//! Environmental enrichment and next-position labelling.

use std::collections::HashMap;

use serde::{Deserialize, Serialize};

use crate::environment::EnvironmentalGridIndex;
use crate::resample::{ResampledPoint, Trajectory};

#[derive(Clone, Debug, Serialize, Deserialize, PartialEq)]
pub struct TrainingExample {
    pub longitude: f64,
    pub latitude: f64,
    pub temperature: Option<f64>,
    pub chlorophyll: Option<f64>,
    pub entity_id: String,
    pub longitude_next: f64,
    pub latitude_next: f64,
}

#[derive(Clone, Copy, Debug, Default, Serialize, Deserialize, PartialEq, Eq)]
pub struct JoinCoverage {
    pub rows: usize,
    /// Rows carrying at least one environmental value.
    pub matched: usize,
    pub temperature_missing: usize,
    pub chlorophyll_missing: usize,
}

impl JoinCoverage {
    pub fn from_examples(examples: &[TrainingExample]) -> Self {
        let mut coverage = JoinCoverage {
            rows: examples.len(),
            ..JoinCoverage::default()
        };
        for example in examples {
            if example.temperature.is_none() {
                coverage.temperature_missing += 1;
            }
            if example.chlorophyll.is_none() {
                coverage.chlorophyll_missing += 1;
            }
            if example.temperature.is_some() || example.chlorophyll.is_some() {
                coverage.matched += 1;
            }
        }
        coverage
    }
}

/// Label each trajectory independently; a trajectory never borrows another's points.
pub fn build_training_examples(
    trajectories: &[Trajectory],
    index: &EnvironmentalGridIndex,
) -> Vec<TrainingExample> {
    trajectories
        .iter()
        .flat_map(|trajectory| label_points(&trajectory.points, index))
        .collect()
}

/// Enrich and label a table of points whose entities may be interleaved.
///
/// Each row's label is the next row with the same `entity_id`; rows without a
/// successor (the last of every entity) are dropped. Surviving rows keep table order.
pub fn label_points(
    points: &[ResampledPoint],
    index: &EnvironmentalGridIndex,
) -> Vec<TrainingExample> {
    let mut next: Vec<Option<usize>> = vec![None; points.len()];
    let mut last_seen: HashMap<&str, usize> = HashMap::new();
    for (idx, point) in points.iter().enumerate() {
        if let Some(prev) = last_seen.insert(point.entity_id.as_str(), idx) {
            next[prev] = Some(idx);
        }
    }

    points
        .iter()
        .zip(next)
        .filter_map(|(point, next_idx)| {
            let label = &points[next_idx?];
            let reading = index
                .lookup(point.latitude, point.longitude, point.year)
                .unwrap_or_default();
            Some(TrainingExample {
                longitude: point.longitude,
                latitude: point.latitude,
                temperature: reading.temperature,
                chlorophyll: reading.chlorophyll,
                entity_id: point.entity_id.clone(),
                longitude_next: label.longitude,
                latitude_next: label.latitude,
            })
        })
        .collect()
}

/// Split without shuffling: the trailing `ceil(test_fraction * n)` rows are the test part.
pub fn chronological_split<T>(mut rows: Vec<T>, test_fraction: f64) -> (Vec<T>, Vec<T>) {
    let fraction = test_fraction.clamp(0.0, 1.0);
    let n_test = (fraction * rows.len() as f64).ceil() as usize;
    let test = rows.split_off(rows.len() - n_test.min(rows.len()));
    (rows, test)
}

#[cfg(test)]
mod tests {
    use super::*;
    use crate::environment::EnvironmentalRecord;

    fn point(entity: &str, t: f64, lon: f64, lat: f64) -> ResampledPoint {
        ResampledPoint {
            elapsed_s: t,
            longitude: lon,
            latitude: lat,
            depth_class: 1,
            entity_id: entity.to_string(),
            year: 2013,
        }
    }

    fn trajectory(entity: &str, coords: &[(f64, f64)]) -> Trajectory {
        Trajectory {
            entity_id: entity.to_string(),
            year: 2013,
            points: coords
                .iter()
                .enumerate()
                .map(|(i, &(lon, lat))| point(entity, i as f64 * 21_600.0, lon, lat))
                .collect(),
        }
    }

    #[test]
    fn drops_exactly_last_point_of_each_entity() {
        let index = EnvironmentalGridIndex::unavailable(2);
        let trajs = vec![
            trajectory("A", &[(-71.0, 41.0), (-70.9, 41.1), (-70.8, 41.2)]),
            trajectory("B", &[(-60.0, 30.0), (-60.1, 30.1)]),
            trajectory("C", &[(-50.0, 20.0)]),
        ];
        let examples = build_training_examples(&trajs, &index);
        assert_eq!(examples.len(), 2 + 1);
        assert_eq!(examples[0].longitude_next, -70.9);
        assert_eq!(examples[1].latitude_next, 41.2);
        assert_eq!(examples[2].entity_id, "B");
        assert_eq!(examples[2].longitude_next, -60.1);
    }

    #[test]
    fn interleaved_entities_never_cross() {
        let index = EnvironmentalGridIndex::unavailable(2);
        let points = vec![
            point("A", 0.0, 1.0, 1.0),
            point("B", 0.0, 100.0, 50.0),
            point("A", 1.0, 2.0, 2.0),
            point("B", 1.0, 101.0, 51.0),
            point("A", 2.0, 3.0, 3.0),
        ];
        let examples = label_points(&points, &index);
        assert_eq!(examples.len(), 3);
        for example in &examples {
            if example.entity_id == "A" {
                assert!(example.longitude_next < 10.0);
            } else {
                assert!(example.longitude_next >= 100.0);
            }
        }
        let order: Vec<(&str, f64)> = examples
            .iter()
            .map(|e| (e.entity_id.as_str(), e.longitude))
            .collect();
        assert_eq!(order, vec![("A", 1.0), ("B", 100.0), ("A", 2.0)]);
    }

    #[test]
    fn enrichment_uses_point_position_and_year() {
        let index = EnvironmentalGridIndex::build(
            [EnvironmentalRecord {
                latitude: 41.20,
                longitude: -71.50,
                year: 2013,
                temperature: Some(15.5),
                chlorophyll: Some(0.5),
            }],
            2,
        );
        let trajs = vec![trajectory("A", &[(-71.498, 41.204), (-71.0, 42.0), (-70.0, 43.0)])];
        let examples = build_training_examples(&trajs, &index);
        assert_eq!(examples[0].temperature, Some(15.5));
        assert_eq!(examples[0].chlorophyll, Some(0.5));
        assert_eq!(examples[1].temperature, None);

        let coverage = JoinCoverage::from_examples(&examples);
        assert_eq!(
            coverage,
            JoinCoverage {
                rows: 2,
                matched: 1,
                temperature_missing: 1,
                chlorophyll_missing: 1,
            }
        );
    }

    #[test]
    fn split_keeps_order() {
        let (train, test) = chronological_split((0..10).collect::<Vec<_>>(), 0.2);
        assert_eq!(train, (0..8).collect::<Vec<_>>());
        assert_eq!(test, vec![8, 9]);

        let (train, test) = chronological_split((0..7).collect::<Vec<_>>(), 0.2);
        assert_eq!(train.len(), 5);
        assert_eq!(test.len(), 2);

        let (train, test) = chronological_split(vec![1, 2, 3], 0.0);
        assert_eq!(train, vec![1, 2, 3]);
        assert!(test.is_empty());
    }
}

Action item - A faithful copy of the lines from the line containing "let coverage = JoinCoverage::from_examples(&examples);" to the end of the data should be set down, both ends included, and nothing more.

Problem solution -
        let coverage = JoinCoverage::from_examples(&examples);
        assert_eq!(
            coverage,
            JoinCoverage {
                rows: 2,
                matched: 1,
                temperature_missing: 1,
                chlorophyll_missing: 1,
            }
        );
    }

    #[test]
    fn split_keeps_order() {
        let (train, test) = chronological_split((0..10).collect::<Vec<_>>(), 0.2);
        assert_eq!(train, (0..8).collect::<Vec<_>>());
        assert_eq!(test, vec![8, 9]);

        let (train, test) = chronological_split((0..7).collect::<Vec<_>>(), 0.2);
        assert_eq!(train.len(), 5);
        assert_eq!(test.len(), 2);

        let (train, test) = chronological_split(vec![1, 2, 3], 0.0);
        assert_eq!(train, vec![1, 2, 3]);
        assert!(test.is_empty());
    }
}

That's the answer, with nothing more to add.